▸ **Task brief**
For the entries below, work out how many lines contain the string "duties" and write only the number.
====== Extracted data
// Copyright (c) 2025 Felix Kahle.
//
// Permission is hereby granted, free of charge, to any person obtaining
// a copy of this software and associated documentation files (the
// "Software"), to deal in the Software without restriction, including
// without limitation the rights to use, copy, modify, merge, publish,
// distribute, sublicense, and/or sell copies of the Software, and to
// permit persons to whom the Software is furnished to do so, subject to
// the following conditions:
//
// The above copyright notice and this permission notice shall be
// included in all copies or substantial portions of the Software.
//
// THE SOFTWARE IS PROVIDED "AS IS", WITHOUT WARRANTY OF ANY KIND,
// EXPRESS OR IMPLIED, INCLUDING BUT NOT LIMITED TO THE WARRANTIES OF
// MERCHANTABILITY, FITNESS FOR A PARTICULAR PURPOSE AND
// NONINFRINGEMENT. IN NO EVENT SHALL THE AUTHORS OR COPYRIGHT HOLDERS BE
// LIABLE FOR ANY CLAIM, DAMAGES OR OTHER LIABILITY, WHETHER IN AN ACTION
// OF CONTRACT, TORT OR OTHERWISE, ARISING FROM, OUT OF OR IN CONNECTION
// WITH THE SOFTWARE OR THE USE OR OTHER DEALINGS IN THE SOFTWARE.

use crate::index::{DayIndex, StaffIndex, VarIndex};
use fixedbitset::FixedBitSet;

/// A total, consistent binding of every decision variable.
///
/// Produced by the search engine when every variable is bound and all
/// constraints hold; consumed immediately by the result extractor. The
/// binding is stored as a bitset over the flattened staff-major variable
/// space.
#[derive(Clone, Debug, PartialEq, Eq)]
pub struct Solution {
    num_staff: usize,
    num_days: usize,
    values: FixedBitSet,
}

impl Solution {
    /// Constructs a solution from a complete binding.
    ///
    /// # Panics
    ///
    /// Panics if the bitset length does not equal `num_staff * num_days`.
    pub fn new(num_staff: usize, num_days: usize, values: FixedBitSet) -> Self {
        assert_eq!(
            values.len(),
            num_staff * num_days,
            "called Solution::new with inconsistent binding length: expected {}, got {}",
            num_staff * num_days,
            values.len()
        );
        Self {
            num_staff,
            num_days,
            values,
        }
    }

    /// Returns the number of staff members in the binding.
    #[inline]
    pub fn num_staff(&self) -> usize {
        self.num_staff
    }

    /// Returns the number of days in the binding.
    #[inline]
    pub fn num_days(&self) -> usize {
        self.num_days
    }

    /// Returns the value bound to a flattened variable.
    ///
    /// # Panics
    ///
    /// In debug mode, panics if `var_index` is out of bounds.
    #[inline]
    pub fn value(&self, var_index: VarIndex) -> bool {
        debug_assert!(
            var_index.get() < self.values.len(),
            "called `Solution::value` with variable index out of bounds: the len is {} but the index is {}",
            self.values.len(),
            var_index.get()
        );
        self.values.contains(var_index.get())
    }

    /// Returns `true` if the given staff member is on duty on the given day.
    #[inline]
    pub fn is_on_duty(&self, staff_index: StaffIndex, day_index: DayIndex) -> bool {
        debug_assert!(staff_index.get() < self.num_staff);
        debug_assert!(day_index.get() < self.num_days);
        self.values
            .contains(staff_index.get() * self.num_days + day_index.get())
    }

    /// Returns the staff on duty on the given day, in roster order.
    pub fn on_duty(&self, day_index: DayIndex) -> Vec<StaffIndex> {
        (0..self.num_staff)
            .map(StaffIndex::new)
            .filter(|&staff_index| self.is_on_duty(staff_index, day_index))
            .collect()
    }

    /// Returns the total number of duties assigned to a staff member.
    pub fn duty_count(&self, staff_index: StaffIndex) -> usize {
        (0..self.num_days)
            .filter(|&day| self.is_on_duty(staff_index, DayIndex::new(day)))
            .count()
    }
}

impl std::fmt::Display for Solution {
    fn fmt(&self, f: &mut std::fmt::Formatter<'_>) -> std::fmt::Result {
        write!(
            f,
            "Solution({} staff x {} days, {} duties)",
            self.num_staff,
            self.num_days,
            self.values.count_ones(..)
        )
    }
}

#[cfg(test)]
mod tests {
    use super::*;

    fn solution_from(num_staff: usize, num_days: usize, on: &[(usize, usize)]) -> Solution {
        let mut values = FixedBitSet::with_capacity(num_staff * num_days);
        for &(staff, day) in on {
            values.insert(staff * num_days + day);
        }
        Solution::new(num_staff, num_days, values)
    }

    #[test]
    fn test_duty_queries() {
        let solution = solution_from(2, 3, &[(0, 0), (1, 1), (0, 2)]);

        assert!(solution.is_on_duty(StaffIndex::new(0), DayIndex::new(0)));
        assert!(!solution.is_on_duty(StaffIndex::new(1), DayIndex::new(0)));
        assert_eq!(solution.on_duty(DayIndex::new(1)), vec![StaffIndex::new(1)]);
        assert_eq!(solution.duty_count(StaffIndex::new(0)), 2);
        assert_eq!(solution.duty_count(StaffIndex::new(1)), 1);
    }

    #[test]
    fn test_on_duty_is_in_roster_order() {
        let solution = solution_from(3, 1, &[(2, 0), (0, 0)]);
        assert_eq!(
            solution.on_duty(DayIndex::new(0)),
            vec![StaffIndex::new(0), StaffIndex::new(2)]
        );
    }

    #[test]
    #[should_panic(expected = "inconsistent binding length")]
    fn test_new_rejects_wrong_length() {
        let values = FixedBitSet::with_capacity(5);
        let _ = Solution::new(2, 3, values);
    }

    #[test]
    fn test_display_reports_duty_total() {
        let solution = solution_from(2, 2, &[(0, 0), (1, 1)]);
        assert_eq!(format!("{}", solution), "Solution(2 staff x 2 days, 2 duties)");
    }
}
============
▸ **Solution to this problem**
3